### Try it
Pull each line containing "NamedTempFile" out of the data and copy it.

### Material shown
= = =

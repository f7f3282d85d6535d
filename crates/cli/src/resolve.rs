//! `depotview resolve`: three-way resolve of one file.
//!
//! Reads base/yours/theirs, computes chunk statistics, drives a
//! [`MergeSession`], and writes the chosen content to the result file.
//!
//! The merge and any tool edits happen in a staging file next to the
//! result. The result file is only replaced once an outcome that produces
//! content is reached, so Skip, Quit, and failures leave it untouched.

use std::path::{Path, PathBuf};
use std::process::Command;

use anyhow::{Context, Result};
use clap::Args;
use dialoguer::{Input, Password};
use tempfile::NamedTempFile;
use tracing::{debug, warn};

use depotview_core::callbacks::{prompt_for_action, ClientUserCallbacks, StatRecord};
use depotview_core::config::AppConfig;
use depotview_core::errors::ResolveError;
use depotview_core::merge::{
    DiffOracle, DiffyOracle, MergeAction, MergeData, MergeFiles, MergeNames, MergeResolver,
    MergeSession, ResolveOutcome, SessionReport, ToolExit, ToolRunner,
};

use crate::style;

#[derive(Args, Debug)]
pub struct ResolveArgs {
    /// Common ancestor.
    #[arg(long)]
    pub base: PathBuf,

    /// Your version.
    #[arg(long)]
    pub yours: PathBuf,

    /// Their version.
    #[arg(long)]
    pub theirs: PathBuf,

    /// Where to write the result (default: `<yours>.result`).
    #[arg(long)]
    pub result: Option<PathBuf>,

    /// Accept merged output even when it has conflicts.
    #[arg(short, long)]
    pub force: bool,

    /// Never prompt; accept the auto-resolve hint.
    #[arg(long)]
    pub non_interactive: bool,

    /// Answer the prompt up front: am, ae, at, ay, s, or q.
    #[arg(short, long)]
    pub action: Option<String>,

    /// Diff flags, e.g. `-db` or `-dw`.
    #[arg(long)]
    pub diff_flags: Option<String>,

    /// Print the session report as JSON.
    #[arg(long)]
    pub json: bool,
}

// ---------------------------------------------------------------------------
// Callbacks
// ---------------------------------------------------------------------------

/// Terminal callbacks backed by `dialoguer`.
struct TerminalCallbacks {
    preset: Option<MergeAction>,
    quiet: bool,
}

impl ClientUserCallbacks for TerminalCallbacks {
    fn prompt(&mut self, message: &str, no_echo: bool) -> Result<String, ResolveError> {
        let message = message.trim_end().trim_end_matches(':');
        let response = if no_echo {
            Password::new()
                .with_prompt(message)
                .allow_empty_password(true)
                .interact()
        } else {
            Input::<String>::new()
                .with_prompt(message)
                .allow_empty(true)
                .interact_text()
        };
        response.map_err(|e| ResolveError::PromptFailed(e.to_string()))
    }

    fn output_info(&mut self, text: &str) {
        if !self.quiet {
            println!("{}", text);
        }
    }

    fn output_error(&mut self, text: &str) {
        eprintln!("{}", style::error(text));
    }

    fn output_stat(&mut self, record: &StatRecord) {
        if self.quiet {
            return;
        }
        for (key, value) in record.iter() {
            println!("  {:<15}: {}", key, value);
        }
    }

    fn resolve(&mut self, data: &MergeData) -> Result<MergeAction, ResolveError> {
        match self.preset {
            Some(action) => Ok(action),
            None => prompt_for_action(self, data),
        }
    }
}

// ---------------------------------------------------------------------------
// Process runner
// ---------------------------------------------------------------------------

/// Runs the merge tool as a child process and waits for it.
///
/// The command string may carry leading arguments (`"meld --auto-merge"`);
/// they are passed before the four file paths.
struct ProcessRunner;

impl ToolRunner for ProcessRunner {
    fn run(&self, command: &str, args: &[String]) -> Result<ToolExit, ResolveError> {
        let mut words = command.split_whitespace();
        let program = words.next().ok_or(ResolveError::NoMergeTool)?;

        let status = Command::new(program)
            .args(words)
            .args(args)
            .status()
            .map_err(|e| ResolveError::ExternalToolFailure {
                tool: command.to_string(),
                detail: e.to_string(),
            })?;

        Ok(ToolExit {
            code: status.code(),
        })
    }
}

// ---------------------------------------------------------------------------
// Command
// ---------------------------------------------------------------------------

/// Resolve one file.
pub fn run_resolve(config: &AppConfig, args: ResolveArgs) -> Result<()> {
    let base = read(&args.base)?;
    let yours = read(&args.yours)?;
    let theirs = read(&args.theirs)?;
    let result_path = args
        .result
        .clone()
        .unwrap_or_else(|| default_result_path(&args.yours));

    let preset = args
        .action
        .as_deref()
        .map(str::parse::<MergeAction>)
        .transpose()
        .context("invalid --action")?;

    let mut resolve_config = config.resolve.clone();
    resolve_config.force |= args.force;
    if args.non_interactive {
        resolve_config.interactive = false;
    }
    let flags = args
        .diff_flags
        .clone()
        .unwrap_or_else(|| resolve_config.diff_flags.clone());
    let resolver = MergeResolver::from_config(&resolve_config);

    let stats = DiffyOracle::new().statistics(&base, &yours, &theirs, &flags);
    let (merged, clean) = DiffyOracle::merged_text(&base, &yours, &theirs);

    // The merge tool edits the staged result in place, so it starts out
    // holding the merge (with conflict markers when there are conflicts).
    let staged = stage_merged(&result_path, &merged)?;

    let names = MergeNames {
        base: Some(args.base.display().to_string()),
        yours: Some(args.yours.display().to_string()),
        theirs: Some(args.theirs.display().to_string()),
    };
    let files = MergeFiles {
        base: args.base.clone(),
        yours: args.yours.clone(),
        theirs: args.theirs.clone(),
        result: staged.path().to_path_buf(),
    };
    let mut data = MergeData::new(names, files, stats, &resolver)
        .with_digests(DiffyOracle::digests(&base, &yours, &theirs));

    let mut callbacks = TerminalCallbacks {
        preset,
        quiet: args.json,
    };
    let report = MergeSession::run(
        &resolver,
        &mut data,
        &mut callbacks,
        Some(&ProcessRunner as &dyn ToolRunner),
    )
    .context("resolve session failed")?;

    let tool_failed = report.tool_succeeded == Some(false);
    let written = match report.outcome {
        ResolveOutcome::Merged | ResolveOutcome::Edit if !tool_failed => {
            commit(staged, &result_path)?;
            true
        }
        ResolveOutcome::Yours => {
            write(&result_path, &yours)?;
            true
        }
        ResolveOutcome::Theirs => {
            write(&result_path, &theirs)?;
            true
        }
        _ => false,
    };

    if args.json {
        println!(
            "{}",
            serde_json::to_string_pretty(&report).context("failed to serialize report")?
        );
    } else {
        print_summary(&report, &result_path, written, clean);
    }

    if tool_failed {
        anyhow::bail!(
            "merge tool failed: {}",
            report.tool_error.as_deref().unwrap_or("unknown error")
        );
    }
    Ok(())
}

/// Write `merged` to a temporary file in the result's directory.
fn stage_merged(result: &Path, merged: &str) -> Result<NamedTempFile> {
    let dir = match result.parent() {
        Some(dir) if !dir.as_os_str().is_empty() => dir,
        _ => Path::new("."),
    };
    let staged = tempfile::Builder::new()
        .prefix(".depotview-")
        .suffix(".merge")
        .tempfile_in(dir)
        .with_context(|| format!("failed to create staging file in {}", dir.display()))?;
    write(staged.path(), merged)?;
    debug!(staged = %staged.path().display(), result = %result.display(), "staged merge result");
    Ok(staged)
}

/// Move the staged result over `result`.
fn commit(staged: NamedTempFile, result: &Path) -> Result<()> {
    staged
        .persist(result)
        .map_err(|e| {
            warn!(result = %result.display(), error = %e.error, "failed to commit merge result");
            e.error
        })
        .with_context(|| format!("failed to write {}", result.display()))?;
    Ok(())
}

fn print_summary(report: &SessionReport, result: &Path, written: bool, clean: bool) {
    println!();
    println!("Outcome: {}", style::outcome(report.outcome));
    match report.outcome {
        _ if !written => {
            println!("{}", style::dim("Result not written."));
        }
        ResolveOutcome::Merged if !clean => {
            println!(
                "{}",
                style::warn(&format!(
                    "{} contains conflict markers",
                    result.display()
                ))
            );
        }
        _ => {
            println!(
                "{}",
                style::success(&format!("Result written to {}", result.display()))
            );
        }
    }
}

fn default_result_path(yours: &Path) -> PathBuf {
    let mut name = yours.as_os_str().to_owned();
    name.push(".result");
    PathBuf::from(name)
}

fn read(path: &Path) -> Result<String> {
    std::fs::read_to_string(path).with_context(|| format!("failed to read {}", path.display()))
}

fn write(path: &Path, contents: &str) -> Result<()> {
    std::fs::write(path, contents).with_context(|| format!("failed to write {}", path.display()))
}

= = =

### Output for this exercise
use tempfile::NamedTempFile;
fn stage_merged(result: &Path, merged: &str) -> Result<NamedTempFile> {
fn commit(staged: NamedTempFile, result: &Path) -> Result<()> {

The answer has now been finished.